▶ [Supplied records]:
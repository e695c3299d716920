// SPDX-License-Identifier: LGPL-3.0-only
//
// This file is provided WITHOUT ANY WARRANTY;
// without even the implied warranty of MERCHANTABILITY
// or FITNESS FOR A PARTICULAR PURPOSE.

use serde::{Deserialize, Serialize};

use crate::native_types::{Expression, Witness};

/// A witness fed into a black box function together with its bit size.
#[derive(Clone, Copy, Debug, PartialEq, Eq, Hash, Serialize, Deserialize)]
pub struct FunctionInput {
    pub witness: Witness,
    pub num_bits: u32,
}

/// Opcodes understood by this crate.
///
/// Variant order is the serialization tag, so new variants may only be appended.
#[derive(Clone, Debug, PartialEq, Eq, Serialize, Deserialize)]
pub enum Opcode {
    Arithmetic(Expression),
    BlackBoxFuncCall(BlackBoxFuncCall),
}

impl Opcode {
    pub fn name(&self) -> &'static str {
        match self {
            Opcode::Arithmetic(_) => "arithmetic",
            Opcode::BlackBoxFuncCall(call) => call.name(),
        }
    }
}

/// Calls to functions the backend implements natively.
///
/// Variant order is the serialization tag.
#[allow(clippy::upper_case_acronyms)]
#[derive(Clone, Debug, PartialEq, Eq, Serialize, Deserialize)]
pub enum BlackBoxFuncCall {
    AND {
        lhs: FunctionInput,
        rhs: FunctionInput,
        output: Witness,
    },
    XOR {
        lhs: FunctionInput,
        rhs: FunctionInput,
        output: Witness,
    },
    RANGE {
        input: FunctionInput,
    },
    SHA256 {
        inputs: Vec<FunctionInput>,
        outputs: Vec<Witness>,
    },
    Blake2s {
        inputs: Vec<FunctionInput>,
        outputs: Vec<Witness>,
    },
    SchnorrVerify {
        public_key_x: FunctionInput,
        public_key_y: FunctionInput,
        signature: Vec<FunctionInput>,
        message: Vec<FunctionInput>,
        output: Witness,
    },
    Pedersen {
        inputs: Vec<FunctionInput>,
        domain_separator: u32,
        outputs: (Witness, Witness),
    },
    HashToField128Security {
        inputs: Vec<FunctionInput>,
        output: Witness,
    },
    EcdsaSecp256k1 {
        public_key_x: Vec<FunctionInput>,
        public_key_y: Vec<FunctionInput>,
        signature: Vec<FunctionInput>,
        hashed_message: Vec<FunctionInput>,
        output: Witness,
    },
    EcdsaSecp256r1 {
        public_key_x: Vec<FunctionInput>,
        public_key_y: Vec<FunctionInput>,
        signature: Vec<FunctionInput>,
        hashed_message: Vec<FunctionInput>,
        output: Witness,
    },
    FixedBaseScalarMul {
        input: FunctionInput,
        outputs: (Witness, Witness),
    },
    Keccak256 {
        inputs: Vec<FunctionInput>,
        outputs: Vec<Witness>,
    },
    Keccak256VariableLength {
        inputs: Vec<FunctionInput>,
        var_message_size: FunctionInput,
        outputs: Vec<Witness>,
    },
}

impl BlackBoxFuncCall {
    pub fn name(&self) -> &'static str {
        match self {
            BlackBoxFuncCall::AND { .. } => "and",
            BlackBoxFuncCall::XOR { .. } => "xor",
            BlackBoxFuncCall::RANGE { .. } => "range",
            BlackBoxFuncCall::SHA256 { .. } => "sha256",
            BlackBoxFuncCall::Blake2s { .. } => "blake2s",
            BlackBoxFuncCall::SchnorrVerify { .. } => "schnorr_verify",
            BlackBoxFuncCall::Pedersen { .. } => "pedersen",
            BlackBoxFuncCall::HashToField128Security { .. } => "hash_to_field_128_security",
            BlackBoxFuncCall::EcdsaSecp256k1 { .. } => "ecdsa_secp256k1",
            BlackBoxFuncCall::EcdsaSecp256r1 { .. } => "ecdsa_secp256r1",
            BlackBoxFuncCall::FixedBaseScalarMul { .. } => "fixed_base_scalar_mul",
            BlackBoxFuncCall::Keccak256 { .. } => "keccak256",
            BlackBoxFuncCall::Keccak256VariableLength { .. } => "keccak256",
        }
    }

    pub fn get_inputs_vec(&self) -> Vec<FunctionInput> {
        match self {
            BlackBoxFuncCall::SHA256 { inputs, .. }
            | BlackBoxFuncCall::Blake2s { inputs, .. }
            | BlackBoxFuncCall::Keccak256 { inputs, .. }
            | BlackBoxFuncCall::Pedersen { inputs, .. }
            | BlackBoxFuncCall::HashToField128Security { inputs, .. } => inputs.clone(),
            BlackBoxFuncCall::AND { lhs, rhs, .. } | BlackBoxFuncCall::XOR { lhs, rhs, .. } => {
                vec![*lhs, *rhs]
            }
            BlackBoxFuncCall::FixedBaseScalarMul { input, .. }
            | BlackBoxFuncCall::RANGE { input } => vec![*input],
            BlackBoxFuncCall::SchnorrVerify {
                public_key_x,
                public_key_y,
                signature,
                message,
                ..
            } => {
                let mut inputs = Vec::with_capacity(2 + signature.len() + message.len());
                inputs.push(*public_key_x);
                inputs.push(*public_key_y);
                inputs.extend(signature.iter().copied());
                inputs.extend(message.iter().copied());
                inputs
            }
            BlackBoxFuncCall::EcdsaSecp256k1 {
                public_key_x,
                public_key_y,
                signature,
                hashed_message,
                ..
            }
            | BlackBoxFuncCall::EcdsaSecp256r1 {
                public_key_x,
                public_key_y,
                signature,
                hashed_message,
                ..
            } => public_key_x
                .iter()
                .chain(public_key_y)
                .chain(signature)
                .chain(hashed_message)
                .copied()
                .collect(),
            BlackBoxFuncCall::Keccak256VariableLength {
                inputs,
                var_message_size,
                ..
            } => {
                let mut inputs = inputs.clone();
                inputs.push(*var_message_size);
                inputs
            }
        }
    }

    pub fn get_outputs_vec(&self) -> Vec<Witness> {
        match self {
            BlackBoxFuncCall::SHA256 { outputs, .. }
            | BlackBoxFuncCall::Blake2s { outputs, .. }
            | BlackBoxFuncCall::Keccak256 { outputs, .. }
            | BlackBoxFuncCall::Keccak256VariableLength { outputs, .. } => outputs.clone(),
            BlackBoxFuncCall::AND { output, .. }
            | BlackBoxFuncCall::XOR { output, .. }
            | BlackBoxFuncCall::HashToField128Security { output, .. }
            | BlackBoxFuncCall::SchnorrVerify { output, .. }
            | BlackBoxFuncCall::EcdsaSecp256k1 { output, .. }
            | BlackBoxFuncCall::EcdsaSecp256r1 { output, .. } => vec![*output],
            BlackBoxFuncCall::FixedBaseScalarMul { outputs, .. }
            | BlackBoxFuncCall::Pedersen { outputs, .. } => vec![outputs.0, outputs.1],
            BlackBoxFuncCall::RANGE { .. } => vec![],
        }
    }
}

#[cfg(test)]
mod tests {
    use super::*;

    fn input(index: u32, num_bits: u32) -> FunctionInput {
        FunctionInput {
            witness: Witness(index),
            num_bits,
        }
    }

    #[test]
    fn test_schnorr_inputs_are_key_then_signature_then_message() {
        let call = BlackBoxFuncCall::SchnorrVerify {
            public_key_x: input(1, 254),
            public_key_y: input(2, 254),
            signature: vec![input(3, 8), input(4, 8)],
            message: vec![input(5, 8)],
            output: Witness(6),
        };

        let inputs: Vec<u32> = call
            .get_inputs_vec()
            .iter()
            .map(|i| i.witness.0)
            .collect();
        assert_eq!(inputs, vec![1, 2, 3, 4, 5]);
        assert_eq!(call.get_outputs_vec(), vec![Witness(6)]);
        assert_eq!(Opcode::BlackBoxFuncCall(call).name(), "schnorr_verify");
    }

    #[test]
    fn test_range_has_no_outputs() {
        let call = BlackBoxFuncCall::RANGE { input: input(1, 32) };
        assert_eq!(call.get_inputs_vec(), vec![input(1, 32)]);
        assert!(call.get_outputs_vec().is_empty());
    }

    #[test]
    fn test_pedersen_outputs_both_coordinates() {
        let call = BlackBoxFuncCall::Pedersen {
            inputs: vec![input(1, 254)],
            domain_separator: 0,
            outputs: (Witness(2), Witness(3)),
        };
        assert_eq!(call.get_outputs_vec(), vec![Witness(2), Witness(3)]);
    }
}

▶ [Work to be completed]: Filter the records above for "Deserialize" and copy every matching line.

▶ [Response to the task]:
use serde::{Deserialize, Serialize};
#[derive(Clone, Copy, Debug, PartialEq, Eq, Hash, Serialize, Deserialize)]
#[derive(Clone, Debug, PartialEq, Eq, Serialize, Deserialize)]
#[derive(Clone, Debug, PartialEq, Eq, Serialize, Deserialize)]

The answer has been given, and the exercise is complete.